Pobreza multidimensional: pandemia eleva taxas de analfabetismo em crianças no Brasil
A pandemia de covid-19 deixou marcas profundas no Brasil, especialmente entre crianças e adolescentes em situação de vulnerabilidade.
Dados do estudo Pobreza Multidimensional na Infância e Adolescência no Brasil – 2017 a 2023, lançado pelo Fundo das Nações Unidas para a Infância (UNICEF) nesta quinta-feira (16), revelam um cenário alarmante: 30% das crianças entre 7 e 8 anos não estavam alfabetizadas em 2023, mais que o dobro do percentual registrado em 2019 (14%).
Essa piora expressiva demonstra o impacto da interrupção das aulas presenciais e das desigualdades sociais que se agravaram no período.
O relatório aponta que crianças mais jovens, que deveriam estar consolidando as bases da alfabetização entre 2020 e 2022, enfrentaram dificuldades ainda maiores devido à falta de acesso a ferramentas digitais e suporte pedagógico em casa.
A crise educacional é parte de um quadro mais amplo de pobreza multidimensional, que afeta cerca de 55,9% das crianças e adolescentes brasileiros, segundo o estudo.
Impacto do analfabetismo na pobreza multidimensional
A privação educacional é um reflexo direto e também uma causa de outras privações. O relatório do UNICEF identifica sete dimensões de pobreza multidimensional – renda, educação, informação, proteção contra o trabalho infantil, água, saneamento e moradia –, todas interligadas.
Em 2023, enquanto houve avanços em áreas como renda e acesso à informação, a educação apresentou o pior desempenho, destacando o atraso escolar e o analfabetismo como graves desafios.
“A renda não resolve todo o problema da vulnerabilidade da família, como o acesso à moradia, por exemplo. Não podemos esperar que uma criança aprenda bem se não tem uma moradia adequada”, explica Liliana Chopitea, chefe do políticas sociais do UNICEF no Brasil.

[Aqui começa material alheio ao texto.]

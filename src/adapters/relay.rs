use crate::core::{ConfigProvider, RelayClient};
use crate::utils::error::{BookingError, Result};
use async_trait::async_trait;
use reqwest::multipart::Form;
use reqwest::{header, Client};
use std::time::Duration;

/// Posts submissions to a hosted form relay (Formspree-style endpoint).
#[derive(Debug, Clone)]
pub struct HttpRelay {
    endpoint: String,
    client: Client,
}

impl HttpRelay {
    pub fn new(endpoint: impl Into<String>) -> Self {
        Self {
            endpoint: endpoint.into(),
            client: Client::new(),
        }
    }

    pub fn from_config<C: ConfigProvider>(config: &C) -> Result<Self> {
        let client = Client::builder()
            .timeout(Duration::from_secs(config.relay_timeout_seconds()))
            .build()?;
        Ok(Self {
            endpoint: config.relay_endpoint().to_string(),
            client,
        })
    }

    pub fn endpoint(&self) -> &str {
        &self.endpoint
    }
}

#[async_trait]
impl RelayClient for HttpRelay {
    async fn submit(&self, fields: &[(String, String)]) -> Result<()> {
        let form = fields
            .iter()
            .fold(Form::new(), |form, (key, value)| {
                form.text(key.clone(), value.clone())
            });

        tracing::debug!("Posting {} fields to relay: {}", fields.len(), self.endpoint);
        let response = self
            .client
            .post(&self.endpoint)
            .header(header::ACCEPT, "application/json")
            .multipart(form)
            .send()
            .await?;

        let status = response.status();
        tracing::debug!("Relay response status: {}", status);

        if status.is_success() {
            Ok(())
        } else {
            Err(BookingError::RelayStatusError {
                status: status.as_u16(),
            })
        }
    }
}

“Mesmo se você tem regularizado e facilitado o acesso à educação, é impossível que uma criança que não está bem alimentada aprenda”, exemplifica.
Algumas das outras dimensões que podem impactar o processo de aprendizagem, mesmo que as crianças estejam devidamente matriculadas, apresentam-se da seguinte forma:
- Moradia inadequada, como residências superlotadas ou sem acesso à água potável, dificulta a criação de um ambiente de estudo adequado;
- Insegurança alimentar, que afetava 37,9% das crianças em 2023, compromete o desempenho cognitivo e a atenção em sala de aula;
- Famílias com baixa renda frequentemente priorizam a sobrevivência imediata, o que pode levar à descontinuidade nos estudos ou ao envolvimento precoce das crianças em atividades econômicas.
Desigualdades regionais e raciais
O impacto do analfabetismo e do atraso escolar é desigual no Brasil. Crianças negras e de áreas rurais são as mais atingidas, conforme os dados:
- Em áreas rurais, 95,3% das crianças e adolescentes enfrentam algum tipo de privação, sendo a falta de infraestrutura escolar e de transporte dois grandes obstáculos;
- Crianças negras apresentam índices mais altos de analfabetismo (30% em 2023) em relação às crianças brancas (12,3%), evidenciando uma desigualdade racial histórica que se agravou durante a pandemia;
- Além disso, os estados do Norte e Nordeste concentram os maiores índices de privação multidimensional. Por exemplo, no Maranhão e no Pará, mais de 80% das crianças vivem sem acesso pleno aos seus direitos básicos.
Políticas públicas
O relatório destaca que a expansão do Bolsa Família foi crucial para reduzir a privação de renda, beneficiando cerca de 4 milhões de crianças e adolescentes em 2023.
Contudo, os avanços no campo econômico não se traduziram em melhorias significativas na educação. Políticas de transferência de renda, embora essenciais, precisam ser acompanhadas por investimentos robustos na educação e em outras áreas essenciais para o desenvolvimento das crianças e adolescentes.
“Todos os direitos estão inter-relacionados. As políticas públicas precisam ter um olhar intersetorial para garantir todos os direitos de maneira conjunta”, completa Liliana.